Reproduce all records exactly.

-- Opening Marker --

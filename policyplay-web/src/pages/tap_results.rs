use crate::components::loading::Loading;
use crate::i18n::t;
use policyplay_core::TapResults;
use yew::prelude::*;

#[derive(Properties, PartialEq, Clone)]
pub struct Props {
    pub results: Option<TapResults>,
    pub on_play_again: Callback<()>,
    pub on_leaderboard: Callback<()>,
}

/// Share of answered questions that were right, as a whole percentage.
#[must_use]
pub fn accuracy(results: &TapResults) -> u32 {
    let total = results.correct_answers + results.wrong_answers + results.missed_answers;
    if total == 0 {
        return 0;
    }
    (results.correct_answers * 100 + total / 2) / total
}

#[function_component(TapResultsPage)]
pub fn tap_results_page(p: &Props) -> Html {
    let Some(results) = &p.results else {
        return html! { <Loading /> };
    };
    let again = {
        let cb = p.on_play_again.clone();
        Callback::from(move |_| cb.emit(()))
    };
    let board = {
        let cb = p.on_leaderboard.clone();
        Callback::from(move |_| cb.emit(()))
    };
    let stat = |label: &str, value: String, testid: &'static str| {
        html! {
            <div class="stat">
                <div class="stat-title">{ t(label) }</div>
                <div class="stat-value" data-testid={testid}>{ value }</div>
            </div>
        }
    };
    html! {
        <section class="max-w-3xl mx-auto space-y-6 text-center" data-testid="tap-results-page">
            <h1 class="text-5xl font-bold">{ "🎉 " }{ t("results.tap_title") }</h1>
            <div class="text-7xl font-bold text-primary" data-testid="tap-final-score">{ results.final_score }</div>
            <div class="stats stats-vertical md:stats-horizontal shadow">
                { stat("results.correct", results.correct_answers.to_string(), "tap-correct") }
                { stat("results.wrong", results.wrong_answers.to_string(), "tap-wrong") }
                { stat("results.missed", results.missed_answers.to_string(), "tap-missed-count") }
                { stat("results.accuracy", format!("{}%", accuracy(results)), "tap-accuracy") }
                { stat("results.time", format!("{}s", results.time_taken), "tap-time") }
            </div>
            <div class="flex gap-4 justify-center">
                <button class="btn btn-primary" onclick={again} data-testid="tap-play-again">{ t("results.play_again") }</button>
                <button class="btn btn-secondary" onclick={board}>{ "🏆 " }{ t("tap.view_leaderboard") }</button>
            </div>
        </section>
    }
}

#[cfg(test)]
mod tests {
    use super::*;

    #[test]
    fn accuracy_rounds_and_handles_empty_games() {
        let mut results = TapResults {
            attempt_id: "tap-1".into(),
            final_score: 0,
            correct_answers: 2,
            wrong_answers: 1,
            missed_answers: 0,
            time_taken: 0,
        };
        assert_eq!(accuracy(&results), 67);
        results.correct_answers = 0;
        results.wrong_answers = 0;
        assert_eq!(accuracy(&results), 0);
    }
}
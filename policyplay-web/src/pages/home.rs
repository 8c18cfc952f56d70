use crate::i18n::t;
use crate::router::Route;
use policyplay_core::User;
use yew::prelude::*;

#[derive(Properties, PartialEq, Clone)]
pub struct Props {
    pub user: Option<User>,
    pub on_navigate: Callback<Route>,
}

const FEATURES: [(&str, &str); 3] = [
    ("📚", "home.feature_learn"),
    ("🤖", "home.feature_ai"),
    ("📊", "home.feature_progress"),
];

#[function_component(HomePage)]
pub fn home_page(p: &Props) -> Html {
    let go = |route: Route| {
        let cb = p.on_navigate.clone();
        Callback::from(move |_| cb.emit(route.clone()))
    };
    let actions = if p.user.is_some() {
        html! {
            <>
                <button class="btn btn-primary btn-lg" onclick={go(Route::Games)} data-testid="home-games">
                    { t("home.play_games") }
                </button>
                <button class="btn btn-secondary btn-lg" onclick={go(Route::PolicyTap)} data-testid="home-tap">
                    { t("home.play_tap") }
                </button>
                <button class="btn btn-accent btn-lg" onclick={go(Route::EscapeRoom)} data-testid="home-escape">
                    { t("home.play_escape") }
                </button>
            </>
        }
    } else {
        html! {
            <>
                <button class="btn btn-primary btn-lg" onclick={go(Route::Login)} data-testid="home-login">
                    { t("home.user_login") }
                </button>
                <button class="btn btn-success btn-lg" onclick={go(Route::Signup)} data-testid="home-signup">
                    { t("home.signup") }
                </button>
            </>
        }
    };
    let features = FEATURES.iter().map(|(icon, key)| {
        html! {
            <div class="card bg-base-100 shadow">
                <div class="card-body items-center">
                    <span class="text-4xl">{ *icon }</span>
                    <h3 class="font-bold">{ t(&format!("{key}.title")) }</h3>
                    <p class="text-sm opacity-70">{ t(&format!("{key}.desc")) }</p>
                </div>
            </div>
        }
    });
    html! {
        <section class="hero min-h-[70vh]" data-testid="home-page">
            <div class="hero-content text-center flex-col max-w-4xl">
                <h1 class="text-6xl font-bold text-primary">{ t("app.name") }</h1>
                <p class="text-2xl font-semibold">{ t("home.tagline") }</p>
                <p class="opacity-80">{ t("home.intro") }</p>
                <div class="flex flex-wrap gap-4 justify-center mt-8">{ actions }</div>
                <div class="grid gap-6 md:grid-cols-3 mt-12 w-full">{ for features }</div>
            </div>
        </section>
    }
}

-- Closing Marker --

* ANSWER SPACE *
filename policyplay-web/src/pages/tap_results.rs
use crate::components::loading::Loading;
use crate::i18n::t;
use policyplay_core::TapResults;
use yew::prelude::*;

#[derive(Properties, PartialEq, Clone)]
pub struct Props {
    pub results: Option<TapResults>,
    pub on_play_again: Callback<()>,
    pub on_leaderboard: Callback<()>,
}

/// Share of answered questions that were right, as a whole percentage.
#[must_use]
pub fn accuracy(results: &TapResults) -> u32 {
    let total = results.correct_answers + results.wrong_answers + results.missed_answers;
    if total == 0 {
        return 0;
    }
    (results.correct_answers * 100 + total / 2) / total
}

#[function_component(TapResultsPage)]
pub fn tap_results_page(p: &Props) -> Html {
    let Some(results) = &p.results else {
        return html! { <Loading /> };
    };
    let again = {
        let cb = p.on_play_again.clone();
        Callback::from(move |_| cb.emit(()))
    };
    let board = {
        let cb = p.on_leaderboard.clone();
        Callback::from(move |_| cb.emit(()))
    };
    let stat = |label: &str, value: String, testid: &'static str| {
        html! {
            <div class="stat">
                <div class="stat-title">{ t(label) }</div>
                <div class="stat-value" data-testid={testid}>{ value }</div>
            </div>
        }
    };
    html! {
        <section class="max-w-3xl mx-auto space-y-6 text-center" data-testid="tap-results-page">
            <h1 class="text-5xl font-bold">{ "🎉 " }{ t("results.tap_title") }</h1>
            <div class="text-7xl font-bold text-primary" data-testid="tap-final-score">{ results.final_score }</div>
            <div class="stats stats-vertical md:stats-horizontal shadow">
                { stat("results.correct", results.correct_answers.to_string(), "tap-correct") }
                { stat("results.wrong", results.wrong_answers.to_string(), "tap-wrong") }
                { stat("results.missed", results.missed_answers.to_string(), "tap-missed-count") }
                { stat("results.accuracy", format!("{}%", accuracy(results)), "tap-accuracy") }
                { stat("results.time", format!("{}s", results.time_taken), "tap-time") }
            </div>
            <div class="flex gap-4 justify-center">
                <button class="btn btn-primary" onclick={again} data-testid="tap-play-again">{ t("results.play_again") }</button>
                <button class="btn btn-secondary" onclick={board}>{ "🏆 " }{ t("tap.view_leaderboard") }</button>
            </div>
        </section>
    }
}

#[cfg(test)]
mod tests {
    use super::*;

    #[test]
    fn accuracy_rounds_and_handles_empty_games() {
        let mut results = TapResults {
            attempt_id: "tap-1".into(),
            final_score: 0,
            correct_answers: 2,
            wrong_answers: 1,
            missed_answers: 0,
            time_taken: 0,
        };
        assert_eq!(accuracy(&results), 67);
        results.correct_answers = 0;
        results.wrong_answers = 0;
        assert_eq!(accuracy(&results), 0);
    }
}
filename policyplay-web/src/pages/home.rs
repository 8c18cfc952f56d70
use crate::i18n::t;
use crate::router::Route;
use policyplay_core::User;
use yew::prelude::*;

#[derive(Properties, PartialEq, Clone)]
pub struct Props {
    pub user: Option<User>,
    pub on_navigate: Callback<Route>,
}

const FEATURES: [(&str, &str); 3] = [
    ("📚", "home.feature_learn"),
    ("🤖", "home.feature_ai"),
    ("📊", "home.feature_progress"),
];

#[function_component(HomePage)]
pub fn home_page(p: &Props) -> Html {
    let go = |route: Route| {
        let cb = p.on_navigate.clone();
        Callback::from(move |_| cb.emit(route.clone()))
    };
    let actions = if p.user.is_some() {
        html! {
            <>
                <button class="btn btn-primary btn-lg" onclick={go(Route::Games)} data-testid="home-games">
                    { t("home.play_games") }
                </button>
                <button class="btn btn-secondary btn-lg" onclick={go(Route::PolicyTap)} data-testid="home-tap">
                    { t("home.play_tap") }
                </button>
                <button class="btn btn-accent btn-lg" onclick={go(Route::EscapeRoom)} data-testid="home-escape">
                    { t("home.play_escape") }
                </button>
            </>
        }
    } else {
        html! {
            <>
                <button class="btn btn-primary btn-lg" onclick={go(Route::Login)} data-testid="home-login">
                    { t("home.user_login") }
                </button>
                <button class="btn btn-success btn-lg" onclick={go(Route::Signup)} data-testid="home-signup">
                    { t("home.signup") }
                </button>
            </>
        }
    };
    let features = FEATURES.iter().map(|(icon, key)| {
        html! {
            <div class="card bg-base-100 shadow">
                <div class="card-body items-center">
                    <span class="text-4xl">{ *icon }</span>
                    <h3 class="font-bold">{ t(&format!("{key}.title")) }</h3>
                    <p class="text-sm opacity-70">{ t(&format!("{key}.desc")) }</p>
                </div>
            </div>
        }
    });
    html! {
        <section class="hero min-h-[70vh]" data-testid="home-page">
            <div class="hero-content text-center flex-col max-w-4xl">
                <h1 class="text-6xl font-bold text-primary">{ t("app.name") }</h1>
                <p class="text-2xl font-semibold">{ t("home.tagline") }</p>
                <p class="opacity-80">{ t("home.intro") }</p>
                <div class="flex flex-wrap gap-4 justify-center mt-8">{ actions }</div>
                <div class="grid gap-6 md:grid-cols-3 mt-12 w-full">{ for features }</div>
            </div>
        </section>
    }
}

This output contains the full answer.